LPA met with Diana Albu, Caregiver who contacted the Administrator Kimberly Tiller regarding the purpose of todays visit. Administrator arrived within 15 minutes to assist with todays visit. The facility is licensed for a capacity of 6 non-ambulatory residents in rooms 1-5 and the master bedroom of which 4 may receive hospice care services. There are 0 residents receiving hospice care services during this visit. LPA toured and inspected the physical plant inside and outside to ensure there are no safety hazards to residents. LPA observed and interviewed a random amount of residents. LPA observed 2-day perishables and 7-day non-perishables. The facility has an Infection Control Plan on file.

The temperature inside the facility was observed to be at 77 *F which is within the required range of 68-85*F. The hot water temperature was measured at 118.3*F which is within the required range of 105-120*F. LPA observed a pull alarm system, fire extinguisher(s), smoke and carbon monoxide detectors, and central heating and air in the facility. LPA observed the centrally stored medications area to be locked and inaccessible to residents. The first aid kit contained the required items such as sterile dressings, bandages, adhesive tape, scissors, tweezers, thermometers, antiseptic solution and guide.

LPA reviewed 1 staff and 2 resident files and conducted interviews during this visit.

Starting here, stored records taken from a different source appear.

//! The plant stock day loop.
//!
//! # Draw order
//!
//! For a fixed seed the output is reproducible.  Draws happen in this order:
//!
//! 1. initial coal and limestone stock, per plant;
//! 2. per plant: export series, coal arrivals, limestone arrivals;
//! 3. per day, per plant: coal consumption jitter, limestone consumption
//!    jitter, minimum-stock ratio.

use serde::Deserialize;

use sf_core::{SimCalendar, SimRng, TONNES_PER_MT, round2};
use sf_network::{Network, PlantSpec};
use sf_table::PlantLogRow;

use crate::series::{daily_exports, train_arrivals};
use crate::{AnnualTotals, PlantAllocation, PlantError, PlantResult, allocate};

/// Coal consumed per tonne of steel.
pub const COAL_PER_STEEL: f64 = 1.0;
/// Limestone consumed per tonne of steel.
pub const LIMESTONE_PER_STEEL: f64 = 0.43;

/// Tunable plant-stage parameters.
#[derive(Clone, Debug, PartialEq, Deserialize)]
#[serde(default)]
pub struct PlantParams {
    /// Smallest raw-material train load, tonnes.
    pub min_per_train:    f64,
    /// Largest raw-material train load, tonnes.
    pub max_per_train:    f64,
    /// Stock capacity in days of average steel output.
    pub stock_cover_days: f64,
    /// Initial stock as a fraction of capacity.
    pub initial_stock:    (f64, f64),
    /// Per-day minimum stock target as a fraction of capacity.
    pub min_stock_ratio:  (f64, f64),
}

impl Default for PlantParams {
    fn default() -> Self {
        Self {
            min_per_train:    5_000.0,
            max_per_train:    10_000.0,
            stock_cover_days: 10.0,
            initial_stock:    (0.3, 0.7),
            min_stock_ratio:  (0.2, 0.3),
        }
    }
}

impl PlantParams {
    pub fn validate(&self) -> PlantResult<()> {
        if !(self.min_per_train > 0.0 && self.max_per_train >= self.min_per_train) {
            return Err(PlantError::InvalidParams(format!(
                "train load range [{}, {}] must be positive and ordered",
                self.min_per_train, self.max_per_train
            )));
        }
        if !(self.stock_cover_days > 0.0) {
            return Err(PlantError::InvalidParams(format!(
                "stock_cover_days must be positive, got {}",
                self.stock_cover_days
            )));
        }
        let (lo, hi) = self.min_stock_ratio;
        if !(0.0..=1.0).contains(&lo) || !(lo..=1.0).contains(&hi) {
            return Err(PlantError::InvalidParams(format!(
                "min_stock_ratio ({lo}, {hi}) must lie in [0, 1]"
            )));
        }
        Ok(())
    }
}

/// Mutable per-plant state during the day loop.
struct PlantState<'n> {
    spec:               &'n PlantSpec,
    max_coal:           f64,
    max_limestone:      f64,
    coal:               f64,
    limestone:          f64,
    exports:            Vec<f64>,
    coal_arrivals:      Vec<f64>,
    limestone_arrivals: Vec<f64>,
    cumulative_export:  f64,
}

/// Produces the plant stock log.
#[derive(Clone, Debug, Default)]
pub struct PlantStockSimulator {
    params: PlantParams,
}

impl PlantStockSimulator {
    pub fn new(params: PlantParams) -> PlantResult<Self> {
        params.validate()?;
        Ok(Self { params })
    }

    pub fn params(&self) -> &PlantParams {
        &self.params
    }

    /// Stock capacities `(coal, limestone)` for a plant's allocation.
    pub fn stock_limits(&self, allocation: &PlantAllocation, days: u32) -> (f64, f64) {
        let avg_daily_steel = allocation.yearly_export / f64::from(days.max(1));
        let max_coal = avg_daily_steel * COAL_PER_STEEL * self.params.stock_cover_days;
        let max_limestone = avg_daily_steel * LIMESTONE_PER_STEEL * self.params.stock_cover_days;
        (max_coal, max_limestone)
    }

    /// Simulate every plant of `network` over `calendar`.
    ///
    /// Rows are ordered by date, then by plant declaration order.
    pub fn run(
        &self,
        network:  &Network,
        totals:   &AnnualTotals,
        calendar: SimCalendar,
        rng:      &mut SimRng,
    ) -> PlantResult<Vec<PlantLogRow>> {
        if calendar.is_empty() {
            return Err(PlantError::EmptyCalendar);
        }
        if network.plant_count() == 0 {
            return Err(PlantError::NoPlants);
        }
        let days = calendar.days as usize;
        let p = &self.params;

        let allocations = allocate(network, totals);
        tracing::info!(
            plants = allocations.len(),
            days,
            steel_t = totals.steel_tonnes(),
            "plant stage started"
        );

        let mut states: Vec<PlantState<'_>> = Vec::with_capacity(allocations.len());
        for alloc in &allocations {
            let spec = network
                .plant(alloc.plant)
                .ok_or(sf_core::SfError::PlantNotFound(alloc.plant))?;
            let (max_coal, max_limestone) = self.stock_limits(alloc, calendar.days);
            let coal = round2(rng.uniform(p.initial_stock.0, p.initial_stock.1) * max_coal);
            let limestone = round2(rng.uniform(p.initial_stock.0, p.initial_stock.1) * max_limestone);
            tracing::debug!(
                plant = %spec.name,
                yearly_export = alloc.yearly_export,
                yearly_coal = alloc.yearly_coal,
                yearly_limestone = alloc.yearly_limestone,
                "plant allocation"
            );
            states.push(PlantState {
                spec,
                max_coal,
                max_limestone,
                coal,
                limestone,
                exports: Vec::new(),
                coal_arrivals: Vec::new(),
                limestone_arrivals: Vec::new(),
                cumulative_export: 0.0,
            });
        }

        for (state, alloc) in states.iter_mut().zip(&allocations) {
            state.exports = daily_exports(alloc.yearly_export, days, rng);
            state.coal_arrivals =
                train_arrivals(alloc.yearly_coal, days, p.min_per_train, p.max_per_train, rng);
            state.limestone_arrivals =
                train_arrivals(alloc.yearly_limestone, days, p.min_per_train, p.max_per_train, rng);
        }

        let mut rows = Vec::with_capacity(days * states.len());
        for (day, date) in calendar.dates().enumerate() {
            for s in &mut states {
                let export = s.exports[day];
                s.cumulative_export += export;
                let yearly_capacity = s.spec.capacity_mtpa * TONNES_PER_MT;
                let cumulative_utilization = s.cumulative_export / yearly_capacity * 100.0;

                let coal_required = round2(export * COAL_PER_STEEL);
                let limestone_required = round2(export * LIMESTONE_PER_STEEL);
                let consumed_coal = round2(coal_required * rng.uniform(0.95, 1.05));
                let consumed_limestone = round2(limestone_required * rng.uniform(0.95, 1.05));

                let ratio = rng.uniform(p.min_stock_ratio.0, p.min_stock_ratio.1);
                let min_coal = s.max_coal * ratio;
                let min_limestone = s.max_limestone * ratio;

                let coal_bod = s.coal;
                let limestone_bod = s.limestone;
                let coal_arrived = s.coal_arrivals[day];
                let limestone_arrived = s.limestone_arrivals[day];
                s.coal = (coal_bod + coal_arrived - consumed_coal).clamp(min_coal, s.max_coal);
                s.limestone = (limestone_bod + limestone_arrived - consumed_limestone)
                    .clamp(min_limestone, s.max_limestone);

                let capacity = s.max_coal + s.max_limestone;
                let stock_utilization = if capacity > 0.0 {
                    (s.coal + s.limestone) / capacity * 100.0
                } else {
                    0.0
                };

                rows.push(PlantLogRow {
                    date,
                    plant_id:                                s.spec.code.clone(),
                    plant_name:                              s.spec.name.clone(),
                    max_operating_capacity_mtpa:             round2(s.spec.capacity_mtpa),
                    cumulative_capacity_utilization_percent: round2(cumulative_utilization),
                    stock_utilization_percent:               round2(stock_utilization),
                    min_stock_target_tonnes:                 round2(min_coal),
                    coal_bod_stock_tonnes:                   round2(coal_bod),
                    limestone_bod_stock_tonnes:              round2(limestone_bod),
                    coal_required_tonnes:                    coal_required,
                    limestone_required_tonnes:               limestone_required,
                    consumed_coal_tonnes:                    consumed_coal,
                    consumed_limestone_tonnes:               consumed_limestone,
                    coal_arrived_tonnes:                     coal_arrived,
                    limestone_arrived_tonnes:                limestone_arrived,
                    coal_eod_stock_tonnes:                   round2(s.coal),
                    limestone_eod_stock_tonnes:              round2(s.limestone),
                    steel_exported_tonnes:                   export,
                });
            }
            tracing::debug!(%date, "plant day simulated");
        }

        let exported: f64 = states.iter().map(|s| s.cumulative_export).sum();
        tracing::info!(rows = rows.len(), exported_t = round2(exported), "plant stage finished");
        Ok(rows)
    }
}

Upon a file review the following items were discussed to be submitted with any changes annually:
Designation of Facility Responsibility (LIC308), Control of Property, Administrator Certificate-Updated

Per the California Code of Regulations, Title 22, Division 6, Chapter 8, no deficiencies cited. Exit interview held, copy of report given
SUPERVISOR'S NAME: Stephen RichardsonTELEPHONE: (916) 263-4746
LICENSING EVALUATOR NAME: Victoria BrownTELEPHONE: (209) 814-1955
LICENSING EVALUATOR SIGNATURE:
DATE: 11/17/2023
I acknowledge receipt of this form and understand my licensing appeal rights as explained and received.
FACILITY REPRESENTATIVE SIGNATURE:
DATE: 11/17/2023
This report must be available at Child Care and Group Home facilities for public review for 3 years.